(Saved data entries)

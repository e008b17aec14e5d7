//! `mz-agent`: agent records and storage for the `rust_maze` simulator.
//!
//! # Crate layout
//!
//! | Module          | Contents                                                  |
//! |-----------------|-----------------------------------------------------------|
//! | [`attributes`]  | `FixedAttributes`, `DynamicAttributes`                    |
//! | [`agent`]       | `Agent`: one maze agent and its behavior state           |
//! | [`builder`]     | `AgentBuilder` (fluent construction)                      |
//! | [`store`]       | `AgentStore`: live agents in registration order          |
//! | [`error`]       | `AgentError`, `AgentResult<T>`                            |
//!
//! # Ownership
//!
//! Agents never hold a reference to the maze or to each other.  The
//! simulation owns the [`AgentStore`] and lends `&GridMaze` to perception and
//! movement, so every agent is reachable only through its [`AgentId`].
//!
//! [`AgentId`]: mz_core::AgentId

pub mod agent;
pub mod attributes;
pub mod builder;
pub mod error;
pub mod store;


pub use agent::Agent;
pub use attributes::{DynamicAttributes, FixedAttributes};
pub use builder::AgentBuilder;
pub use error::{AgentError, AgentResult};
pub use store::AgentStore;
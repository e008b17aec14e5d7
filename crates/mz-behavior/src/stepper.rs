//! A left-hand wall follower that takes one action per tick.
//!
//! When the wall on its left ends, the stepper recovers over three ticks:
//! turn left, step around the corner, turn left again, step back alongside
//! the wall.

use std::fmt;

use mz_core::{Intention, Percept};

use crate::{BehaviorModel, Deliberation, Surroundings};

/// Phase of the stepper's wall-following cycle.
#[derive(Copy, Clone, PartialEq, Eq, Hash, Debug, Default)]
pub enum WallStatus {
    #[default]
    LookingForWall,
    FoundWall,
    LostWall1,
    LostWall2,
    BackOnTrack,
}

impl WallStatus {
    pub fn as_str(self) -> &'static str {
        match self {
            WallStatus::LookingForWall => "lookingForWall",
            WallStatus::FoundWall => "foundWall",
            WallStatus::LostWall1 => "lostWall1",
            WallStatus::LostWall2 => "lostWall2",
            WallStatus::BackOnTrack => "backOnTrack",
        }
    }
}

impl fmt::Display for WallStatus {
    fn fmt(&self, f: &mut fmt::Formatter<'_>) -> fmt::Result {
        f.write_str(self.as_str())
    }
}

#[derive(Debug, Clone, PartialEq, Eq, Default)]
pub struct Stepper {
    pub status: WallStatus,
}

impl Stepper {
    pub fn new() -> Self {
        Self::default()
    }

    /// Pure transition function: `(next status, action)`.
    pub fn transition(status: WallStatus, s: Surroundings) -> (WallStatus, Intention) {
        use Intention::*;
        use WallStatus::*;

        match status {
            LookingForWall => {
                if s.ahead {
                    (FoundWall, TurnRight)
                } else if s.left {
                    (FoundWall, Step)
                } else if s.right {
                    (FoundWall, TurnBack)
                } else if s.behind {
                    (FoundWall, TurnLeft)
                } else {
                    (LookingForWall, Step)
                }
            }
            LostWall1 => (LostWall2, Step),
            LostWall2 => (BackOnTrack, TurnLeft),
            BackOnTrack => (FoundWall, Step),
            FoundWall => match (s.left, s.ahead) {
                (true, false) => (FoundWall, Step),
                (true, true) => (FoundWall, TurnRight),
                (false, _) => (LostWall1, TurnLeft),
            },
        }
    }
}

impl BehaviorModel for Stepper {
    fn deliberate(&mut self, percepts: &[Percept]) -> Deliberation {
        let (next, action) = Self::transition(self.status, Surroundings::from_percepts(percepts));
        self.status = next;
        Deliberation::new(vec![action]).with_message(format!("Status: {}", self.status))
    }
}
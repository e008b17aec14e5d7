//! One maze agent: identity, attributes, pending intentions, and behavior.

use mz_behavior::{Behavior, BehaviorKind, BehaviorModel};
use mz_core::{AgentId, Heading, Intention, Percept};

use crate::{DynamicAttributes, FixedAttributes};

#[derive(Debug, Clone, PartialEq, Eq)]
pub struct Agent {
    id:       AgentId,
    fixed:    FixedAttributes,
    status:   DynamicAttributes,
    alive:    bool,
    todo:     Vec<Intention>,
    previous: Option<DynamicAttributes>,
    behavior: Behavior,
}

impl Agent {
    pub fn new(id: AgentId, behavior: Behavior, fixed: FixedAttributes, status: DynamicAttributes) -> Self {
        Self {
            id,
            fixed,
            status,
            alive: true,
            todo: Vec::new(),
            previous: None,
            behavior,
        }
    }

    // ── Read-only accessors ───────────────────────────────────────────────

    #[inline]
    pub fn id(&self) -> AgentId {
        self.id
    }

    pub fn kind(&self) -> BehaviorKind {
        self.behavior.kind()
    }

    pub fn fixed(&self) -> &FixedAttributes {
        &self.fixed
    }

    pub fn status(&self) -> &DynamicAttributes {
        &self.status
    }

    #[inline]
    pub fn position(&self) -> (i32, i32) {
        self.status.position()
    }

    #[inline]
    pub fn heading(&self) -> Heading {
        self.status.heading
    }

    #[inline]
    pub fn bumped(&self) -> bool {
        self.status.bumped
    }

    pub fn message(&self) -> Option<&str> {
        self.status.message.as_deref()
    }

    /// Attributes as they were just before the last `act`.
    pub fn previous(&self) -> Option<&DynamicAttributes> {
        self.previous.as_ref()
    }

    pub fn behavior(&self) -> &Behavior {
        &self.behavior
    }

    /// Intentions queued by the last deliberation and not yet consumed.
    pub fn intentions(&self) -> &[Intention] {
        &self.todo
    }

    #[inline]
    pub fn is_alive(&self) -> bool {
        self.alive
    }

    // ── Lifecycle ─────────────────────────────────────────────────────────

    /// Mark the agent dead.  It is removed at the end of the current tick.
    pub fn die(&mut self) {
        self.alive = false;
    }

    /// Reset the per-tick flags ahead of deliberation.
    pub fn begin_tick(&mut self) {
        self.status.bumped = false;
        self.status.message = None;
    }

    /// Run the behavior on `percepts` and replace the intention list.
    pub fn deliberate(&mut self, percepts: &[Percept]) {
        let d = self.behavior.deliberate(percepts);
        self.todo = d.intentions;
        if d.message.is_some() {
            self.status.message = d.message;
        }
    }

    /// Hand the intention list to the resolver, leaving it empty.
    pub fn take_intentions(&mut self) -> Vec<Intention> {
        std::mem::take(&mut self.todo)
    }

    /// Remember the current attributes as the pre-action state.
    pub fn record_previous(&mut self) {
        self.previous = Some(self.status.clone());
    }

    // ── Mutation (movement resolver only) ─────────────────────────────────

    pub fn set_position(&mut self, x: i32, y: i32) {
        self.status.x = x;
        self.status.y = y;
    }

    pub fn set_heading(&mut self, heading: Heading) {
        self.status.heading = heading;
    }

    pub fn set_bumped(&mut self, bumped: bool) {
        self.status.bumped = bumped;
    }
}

# [Exercise directions]
I'd like the entries above reproduced in full, exactly as they stand.

# [Result]
repository e008b17aec14e5d7
//! `mz-agent`: agent records and storage for the `rust_maze` simulator.
//!
//! # Crate layout
//!
//! | Module          | Contents                                                  |
//! |-----------------|-----------------------------------------------------------|
//! | [`attributes`]  | `FixedAttributes`, `DynamicAttributes`                    |
//! | [`agent`]       | `Agent`: one maze agent and its behavior state           |
//! | [`builder`]     | `AgentBuilder` (fluent construction)                      |
//! | [`store`]       | `AgentStore`: live agents in registration order          |
//! | [`error`]       | `AgentError`, `AgentResult<T>`                            |
//!
//! # Ownership
//!
//! Agents never hold a reference to the maze or to each other.  The
//! simulation owns the [`AgentStore`] and lends `&GridMaze` to perception and
//! movement, so every agent is reachable only through its [`AgentId`].
//!
//! [`AgentId`]: mz_core::AgentId

pub mod agent;
pub mod attributes;
pub mod builder;
pub mod error;
pub mod store;


pub use agent::Agent;
pub use attributes::{DynamicAttributes, FixedAttributes};
pub use builder::AgentBuilder;
pub use error::{AgentError, AgentResult};
pub use store::AgentStore;
repository e008b17aec14e5d7
filename crates/mz-behavior/src/stepper.rs
//! A left-hand wall follower that takes one action per tick.
//!
//! When the wall on its left ends, the stepper recovers over three ticks:
//! turn left, step around the corner, turn left again, step back alongside
//! the wall.

use std::fmt;

use mz_core::{Intention, Percept};

use crate::{BehaviorModel, Deliberation, Surroundings};

/// Phase of the stepper's wall-following cycle.
#[derive(Copy, Clone, PartialEq, Eq, Hash, Debug, Default)]
pub enum WallStatus {
    #[default]
    LookingForWall,
    FoundWall,
    LostWall1,
    LostWall2,
    BackOnTrack,
}

impl WallStatus {
    pub fn as_str(self) -> &'static str {
        match self {
            WallStatus::LookingForWall => "lookingForWall",
            WallStatus::FoundWall => "foundWall",
            WallStatus::LostWall1 => "lostWall1",
            WallStatus::LostWall2 => "lostWall2",
            WallStatus::BackOnTrack => "backOnTrack",
        }
    }
}

impl fmt::Display for WallStatus {
    fn fmt(&self, f: &mut fmt::Formatter<'_>) -> fmt::Result {
        f.write_str(self.as_str())
    }
}

#[derive(Debug, Clone, PartialEq, Eq, Default)]
pub struct Stepper {
    pub status: WallStatus,
}

impl Stepper {
    pub fn new() -> Self {
        Self::default()
    }

    /// Pure transition function: `(next status, action)`.
    pub fn transition(status: WallStatus, s: Surroundings) -> (WallStatus, Intention) {
        use Intention::*;
        use WallStatus::*;

        match status {
            LookingForWall => {
                if s.ahead {
                    (FoundWall, TurnRight)
                } else if s.left {
                    (FoundWall, Step)
                } else if s.right {
                    (FoundWall, TurnBack)
                } else if s.behind {
                    (FoundWall, TurnLeft)
                } else {
                    (LookingForWall, Step)
                }
            }
            LostWall1 => (LostWall2, Step),
            LostWall2 => (BackOnTrack, TurnLeft),
            BackOnTrack => (FoundWall, Step),
            FoundWall => match (s.left, s.ahead) {
                (true, false) => (FoundWall, Step),
                (true, true) => (FoundWall, TurnRight),
                (false, _) => (LostWall1, TurnLeft),
            },
        }
    }
}

impl BehaviorModel for Stepper {
    fn deliberate(&mut self, percepts: &[Percept]) -> Deliberation {
        let (next, action) = Self::transition(self.status, Surroundings::from_percepts(percepts));
        self.status = next;
        Deliberation::new(vec![action]).with_message(format!("Status: {}", self.status))
    }
}
repository e008b17aec14e5d7
//! One maze agent: identity, attributes, pending intentions, and behavior.

use mz_behavior::{Behavior, BehaviorKind, BehaviorModel};
use mz_core::{AgentId, Heading, Intention, Percept};

use crate::{DynamicAttributes, FixedAttributes};

#[derive(Debug, Clone, PartialEq, Eq)]
pub struct Agent {
    id:       AgentId,
    fixed:    FixedAttributes,
    status:   DynamicAttributes,
    alive:    bool,
    todo:     Vec<Intention>,
    previous: Option<DynamicAttributes>,
    behavior: Behavior,
}

impl Agent {
    pub fn new(id: AgentId, behavior: Behavior, fixed: FixedAttributes, status: DynamicAttributes) -> Self {
        Self {
            id,
            fixed,
            status,
            alive: true,
            todo: Vec::new(),
            previous: None,
            behavior,
        }
    }

    // ── Read-only accessors ───────────────────────────────────────────────

    #[inline]
    pub fn id(&self) -> AgentId {
        self.id
    }

    pub fn kind(&self) -> BehaviorKind {
        self.behavior.kind()
    }

    pub fn fixed(&self) -> &FixedAttributes {
        &self.fixed
    }

    pub fn status(&self) -> &DynamicAttributes {
        &self.status
    }

    #[inline]
    pub fn position(&self) -> (i32, i32) {
        self.status.position()
    }

    #[inline]
    pub fn heading(&self) -> Heading {
        self.status.heading
    }

    #[inline]
    pub fn bumped(&self) -> bool {
        self.status.bumped
    }

    pub fn message(&self) -> Option<&str> {
        self.status.message.as_deref()
    }

    /// Attributes as they were just before the last `act`.
    pub fn previous(&self) -> Option<&DynamicAttributes> {
        self.previous.as_ref()
    }

    pub fn behavior(&self) -> &Behavior {
        &self.behavior
    }

    /// Intentions queued by the last deliberation and not yet consumed.
    pub fn intentions(&self) -> &[Intention] {
        &self.todo
    }

    #[inline]
    pub fn is_alive(&self) -> bool {
        self.alive
    }

    // ── Lifecycle ─────────────────────────────────────────────────────────

    /// Mark the agent dead.  It is removed at the end of the current tick.
    pub fn die(&mut self) {
        self.alive = false;
    }

    /// Reset the per-tick flags ahead of deliberation.
    pub fn begin_tick(&mut self) {
        self.status.bumped = false;
        self.status.message = None;
    }

    /// Run the behavior on `percepts` and replace the intention list.
    pub fn deliberate(&mut self, percepts: &[Percept]) {
        let d = self.behavior.deliberate(percepts);
        self.todo = d.intentions;
        if d.message.is_some() {
            self.status.message = d.message;
        }
    }

    /// Hand the intention list to the resolver, leaving it empty.
    pub fn take_intentions(&mut self) -> Vec<Intention> {
        std::mem::take(&mut self.todo)
    }

    /// Remember the current attributes as the pre-action state.
    pub fn record_previous(&mut self) {
        self.previous = Some(self.status.clone());
    }

    // ── Mutation (movement resolver only) ─────────────────────────────────

    pub fn set_position(&mut self, x: i32, y: i32) {
        self.status.x = x;
        self.status.y = y;
    }

    pub fn set_heading(&mut self, heading: Heading) {
        self.status.heading = heading;
    }

    pub fn set_bumped(&mut self, bumped: bool) {
        self.status.bumped = bumped;
    }
}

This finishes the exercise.